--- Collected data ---
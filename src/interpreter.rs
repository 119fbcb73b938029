//! Tree‑walking evaluator.
//!
//! Statements run against the active scope (`None` at top level) and the
//! global namespace. Local variables are read and written through the
//! `(distance, index)` addresses recorded by the [`Resolver`]; anything the
//! resolver left unresolved is looked up by name in the globals.
//!
//! `return`, `break` and `continue` do not travel on the error path: every
//! statement produces a [`Completion`] that loops and call frames consume.

use std::collections::HashMap;
use std::fs;
use std::io::{self, Write};
use std::path::{Path, PathBuf};
use std::rc::Rc;

use log::{debug, info, trace, warn};

use crate::callable::{Callable, LoxFunction, NativeFunction};
use crate::class::{LoxClass, Method, Trait};
use crate::environment::{EnvRef, Environment};
use crate::error::{Diagnostic, LoxError, Result, RuntimeError};
use crate::expr::{Expr, ExprId, LiteralValue};
use crate::natives;
use crate::parser::Parser;
use crate::resolver::Resolver;
use crate::scanner::Scanner;
use crate::stmt::{ClassDecl, Stmt, TraitDecl};
use crate::token::{Token, TokenType};
use crate::value::Value;

/// Result type of the evaluator proper.
pub type IResult<T> = std::result::Result<T, RuntimeError>;

/// How a statement finished.
#[derive(Debug, Clone, PartialEq)]
pub enum Completion {
    Normal,
    /// `return` unwinding to the nearest call boundary.
    Return(Value),
    /// `break` / `continue` unwinding to the nearest loop; the token kind
    /// tells the loop what to do.
    Flow(Token),
}

/// Where a declaration landed.
#[derive(Debug, Clone, Copy)]
enum Binding {
    Slot(usize),
    Global,
}

pub struct Interpreter {
    /// Innermost active scope; `None` while executing top‑level code.
    environment: Option<EnvRef>,
    globals: HashMap<String, Value>,
    locals: HashMap<ExprId, (usize, usize)>,
    /// Trait name → required `(method, arity)` pairs, shared by every
    /// resolver pass run through this interpreter.
    trait_signatures: HashMap<String, Vec<(String, usize)>>,
    loaded_files: Vec<PathBuf>,
    out: Box<dyn Write>,
    err: Box<dyn Write>,
}

impl Default for Interpreter {
    fn default() -> Self {
        Self::new()
    }
}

--- AIM OF THE TASK ---
Write out the records above exactly as given.

--- WRITTEN RESPONSE ---
filename src/interpreter.rs
repository 119fbcb73b938029
//! Tree‑walking evaluator.
//!
//! Statements run against the active scope (`None` at top level) and the
//! global namespace. Local variables are read and written through the
//! `(distance, index)` addresses recorded by the [`Resolver`]; anything the
//! resolver left unresolved is looked up by name in the globals.
//!
//! `return`, `break` and `continue` do not travel on the error path: every
//! statement produces a [`Completion`] that loops and call frames consume.

use std::collections::HashMap;
use std::fs;
use std::io::{self, Write};
use std::path::{Path, PathBuf};
use std::rc::Rc;

use log::{debug, info, trace, warn};

use crate::callable::{Callable, LoxFunction, NativeFunction};
use crate::class::{LoxClass, Method, Trait};
use crate::environment::{EnvRef, Environment};
use crate::error::{Diagnostic, LoxError, Result, RuntimeError};
use crate::expr::{Expr, ExprId, LiteralValue};
use crate::natives;
use crate::parser::Parser;
use crate::resolver::Resolver;
use crate::scanner::Scanner;
use crate::stmt::{ClassDecl, Stmt, TraitDecl};
use crate::token::{Token, TokenType};
use crate::value::Value;

/// Result type of the evaluator proper.
pub type IResult<T> = std::result::Result<T, RuntimeError>;

/// How a statement finished.
#[derive(Debug, Clone, PartialEq)]
pub enum Completion {
    Normal,
    /// `return` unwinding to the nearest call boundary.
    Return(Value),
    /// `break` / `continue` unwinding to the nearest loop; the token kind
    /// tells the loop what to do.
    Flow(Token),
}

/// Where a declaration landed.
#[derive(Debug, Clone, Copy)]
enum Binding {
    Slot(usize),
    Global,
}

pub struct Interpreter {
    /// Innermost active scope; `None` while executing top‑level code.
    environment: Option<EnvRef>,
    globals: HashMap<String, Value>,
    locals: HashMap<ExprId, (usize, usize)>,
    /// Trait name → required `(method, arity)` pairs, shared by every
    /// resolver pass run through this interpreter.
    trait_signatures: HashMap<String, Vec<(String, usize)>>,
    loaded_files: Vec<PathBuf>,
    out: Box<dyn Write>,
    err: Box<dyn Write>,
}

impl Default for Interpreter {
    fn default() -> Self {
        Self::new()
    }
}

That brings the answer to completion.